Squishing a few ants is generally a pretty straightforward proposition. An entire ant colony often consists of thousands to tens of thousands of insects. While you can certainly take on a single ant, an entire colony is a challenge even for the most experienced pest eradicator. So, we don’t recommend flooding your room with ants.
Most exterminators will find this self-evident: cockroaches will eat anything. Unfortunately, sites on the internet that claim cockroaches are “natural bedbug predators” are propagating a fair bit of myth. While a cockroach will readily eat bed bugs and bedbug eggs if they happen upon them, there is no empirical evidence that cockroaches readily seek out bedbugs to feed upon. Cockroaches are well-known to be scavengers— essentially seeking the easiest food source available.
As I’ve written before, cockroaches survive on garbage, dead plant matter, and all sorts of other food that are much easier to scavenge around the typical household. Furthermore, cockroaches prefer to inhabit a moist environment, such as those found under sinks, in bathrooms, or around leaking faucets. In a dry bedroom, a cockroach may quickly dehydrate and die. So, cockroaches are not really bedbug predators even if they do sometimes opportunistically consume a bedbug or two.
Centipedes are voracious predators, preying on many different types of insects. Centipedes are not a fun natural alternative to a bed bug exterminator for your bed bug infestation because their bite can leave you with a nasty welt and may be worse than the bedbugs themselves.
Centipedes have a natural aversion to places humans frequent— where they would most likely be squished, sprayed, and killed by us! So, it’s highly unlikely that centipedes would be useful to control bedbug populations in any meaningful way.
Most folks would believe a moth feasting on bed bugs to be a myth as grand as The Moth Man. Even though 99.9% of moth species have absolutely no interest in bedbugs, there is one species that has been shown to eat both bed bugs and their eggs. Pyralis pictalis, commonly referred to as the painted meal moth, has demonstrated an affinity to seek out and eat bed bug eggs. Apparently, when these moth larvae run out of their normal food (such as grains and dried cereals), they turn to about anything else they can find.
Surprisingly, these little insects could constitute a natural alternative to the bed bug exterminator— the process just hasn’t been explored in a university setting.
The ability and propensity of spiders to hunt and feed on bed bugs depends entirely on the spider’s size and method of hunting. Tiny spiders are often too small to eat bed bugs, while larger spiders may ignore bed bugs completely in favor of larger prey. Many species of spiders (such as wolf spiders, crab walking spiders, and jumping spiders) can be the right size to eat bed bugs and prowl the ground for prey, they are not necessarily something you would want to cohabitate with. Almost all spider species can and will bite, and most spider bites are more painful and itchy than bedbug bites.
One species of spider has been scientifically proven to be a potential alternative to a bed bug exterminator! The species Thanatus flavidus is native to Eastern Europe that is the perfect size for hunting bed bugs.

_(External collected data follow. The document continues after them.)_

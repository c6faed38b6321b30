//! Logging infrastructure.
//!
//! Provides structured logging with file output and optional console output:
//! - Writes to the configured log file (cleared on session start)
//! - Optionally mirrors to stderr, leaving stdout for command output
//! - Configurable via RUST_LOG environment variable

use std::ffi::OsString;
use std::fs;
use std::io;
use std::path::{Path, PathBuf};

use tracing_appender::non_blocking::WorkerGuard;
use tracing_subscriber::layer::SubscriberExt;
use tracing_subscriber::util::SubscriberInitExt;
use tracing_subscriber::EnvFilter;

/// Guard that must be kept alive for the duration of logging.
///
/// Dropping this guard will flush and close the log file writer.
pub struct LoggingGuard {
    _file_guard: WorkerGuard,
}

/// Initialize logging system.
///
/// Creates the log directory if needed, clears the previous log file and
/// installs the global subscriber. The default level is `info`, or `debug`
/// when `verbose` is set; `RUST_LOG` overrides both.
///
/// # Errors
///
/// Returns error if the log directory cannot be created or the log file
/// cannot be cleared.
pub fn init_logging(log_file: &Path, console: bool, verbose: bool) -> Result<LoggingGuard, io::Error> {
    let (log_dir, file_name) = prepare_log_file(log_file)?;

    let file_appender = tracing_appender::rolling::never(log_dir, file_name);
    let (non_blocking_file, file_guard) = tracing_appender::non_blocking(file_appender);

    let file_layer = tracing_subscriber::fmt::layer()
        .with_writer(non_blocking_file)
        .with_ansi(false)
        .with_target(false);

    let console_layer = console.then(|| {
        tracing_subscriber::fmt::layer()
            .with_writer(io::stderr)
            .with_ansi(true)
            .with_target(false)
    });

    let default_level = if verbose { "debug" } else { "info" };
    let env_filter =
        EnvFilter::try_from_default_env().unwrap_or_else(|_| EnvFilter::new(default_level));

    tracing_subscriber::registry()
        .with(env_filter)
        .with(file_layer)
        .with(console_layer)
        .init();

    Ok(LoggingGuard {
        _file_guard: file_guard,
    })
}

/// Creates the parent directory and truncates the log file.
///
/// Returns the directory and file name for the appender.
fn prepare_log_file(log_file: &Path) -> Result<(PathBuf, OsString), io::Error> {
    let file_name = log_file
        .file_name()
        .ok_or_else(|| {
            io::Error::new(
                io::ErrorKind::InvalidInput,
                format!("log path has no file name: {}", log_file.display()),
            )
        })?
        .to_os_string();
    let log_dir = match log_file.parent() {
        Some(parent) if !parent.as_os_str().is_empty() => parent.to_path_buf(),
        _ => PathBuf::from("."),
    };

    fs::create_dir_all(&log_dir)?;
    fs::write(log_file, "")?;
    Ok((log_dir, file_name))
}
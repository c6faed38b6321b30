//! INI serialization logic for converting `ConfigFile` → INI string.
//!
//! This module contains the `to_config_string()` function that produces
//! the commented INI representation written to `config.ini`.

use std::path::Path;

use super::settings::ConfigFile;

/// Convert a `ConfigFile` to a commented INI string for saving.
pub(super) fn to_config_string(config: &ConfigFile) -> String {
    let ceilings = config
        .throttle
        .ceilings
        .iter()
        .map(|(class, ceiling)| format!("{}:{}", class, ceiling))
        .collect::<Vec<_>>()
        .join(", ");

    format!(
        r#"[run]
; Time between ticks in milliseconds
tick_interval_ms = {}
; Work budget of one tick in milliseconds. A single slow cell can overrun it.
work_budget_ms = {}
; Seconds between progress lines
log_interval_secs = {}

[markers]
; Root of the marker database. Markers for a run are read from
; {{database}}/{{version}}/{{dimension id}} (overworld = 0, nether = -1, end = 1)
database = {}
; How markers are read:
;   directory  - one c.{{x}}.{{z}}.idx file per finished cell
;   index      - index.txt loaded once, scanned a slice per tick
;   background - index.txt loaded and scanned on a worker thread
strategy = {}

[throttle]
; Pause generation while the instance's CPU credit balance is low.
; Has no effect when the instance identity cannot be resolved.
enabled = {}
; Generation runs while balance > ceiling * threshold_ratio
threshold_ratio = {}
; Minimum seconds between credit balance queries
poll_interval_secs = {}
; Seconds of history each query looks at
window_secs = {}
; Maximum credit balance per instance class (class:ceiling, comma separated).
; Unknown classes have a ceiling of 0.
ceilings = {}

[logging]
; Log file path
file = {}
"#,
        config.run.tick_interval_ms,
        config.run.work_budget_ms,
        config.run.log_interval_secs,
        path_to_string(&config.markers.database),
        config.markers.strategy,
        config.throttle.enabled,
        config.throttle.threshold_ratio,
        config.throttle.poll_interval_secs,
        config.throttle.window_secs,
        ceilings,
        path_to_string(&config.logging.file),
    )
}

/// Convert path to string, collapsing home dir to ~.
fn path_to_string(path: &Path) -> String {
    if let Some(home) = dirs::home_dir() {
        if let Ok(stripped) = path.strip_prefix(&home) {
            return format!("~/{}", stripped.display());
        }
    }
    path.display().to_string()
}

#[cfg(test)]
mod tests {
    use super::super::settings::ConfigFile;
    use crate::marker::MarkerStrategy;
    use std::path::PathBuf;
    use tempfile::TempDir;

    #[test]
    fn test_save_and_load() {
        let temp_dir = TempDir::new().unwrap();
        let config_path = temp_dir.path().join("config.ini");

        let mut config = ConfigFile::default();
        config.run.tick_interval_ms = 20;
        config.markers.database = PathBuf::from("/data/markers");
        config.markers.strategy = MarkerStrategy::Index;
        config.throttle.enabled = false;
        config.throttle.threshold_ratio = 0.35;
        config.throttle.ceilings.insert("custom.class".to_string(), 12.5);

        config.save_to(&config_path).unwrap();
        let loaded = ConfigFile::load_from(&config_path).unwrap();

        assert_eq!(loaded.run.tick_interval_ms, 20);
        assert_eq!(loaded.markers.database, PathBuf::from("/data/markers"));
        assert_eq!(loaded.markers.strategy, MarkerStrategy::Index);
        assert!(!loaded.throttle.enabled);
        assert_eq!(loaded.throttle.threshold_ratio, 0.35);
        assert_eq!(loaded.throttle.ceilings, config.throttle.ceilings);
    }

    #[test]
    fn test_default_round_trip() {
        let temp_dir = TempDir::new().unwrap();
        let config_path = temp_dir.path().join("config.ini");

        ConfigFile::default().save_to(&config_path).unwrap();
        assert_eq!(ConfigFile::load_from(&config_path).unwrap(), ConfigFile::default());
    }
}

T. flavidus is not a web spinner. Instead, these spiders hunt on the ground for prey. Unfortunately, it would take somewhere between 20-40 spiders per room to eliminate an average bed bug infestation.
Common house mites, usually known as dust mites, are natural-born enemies to bed bugs. The two insects have waged war for as long as they have shared our spaces. We find bed bugs and mites in our same ecosystem: typically in sheets and duvets. Luckily for us, there’s lots of proof that mites feed on bed bugs.
For good or for bad, there’s not really much you can do to get rid of mites. Every single home and hotel in the world, no matter the neighborhood or cleanliness, has dust mites of one species or another. They’re there, feeding on your dander and your bed bugs.
Geckos and other lizards
Contrary to popular belief, there is little empirical evidence that lizards naturally prey on bed bugs. Some people claim that lizards and frogs will eat bed bugs, and I’m sure they would if that is all we dropped into their cages. Most lizards prefer larger insects like crickets or moths, finding bed bugs to be too small and not worth the energy and effort. Furthermore, geckos often hunt on walls where bed bugs are not usually found.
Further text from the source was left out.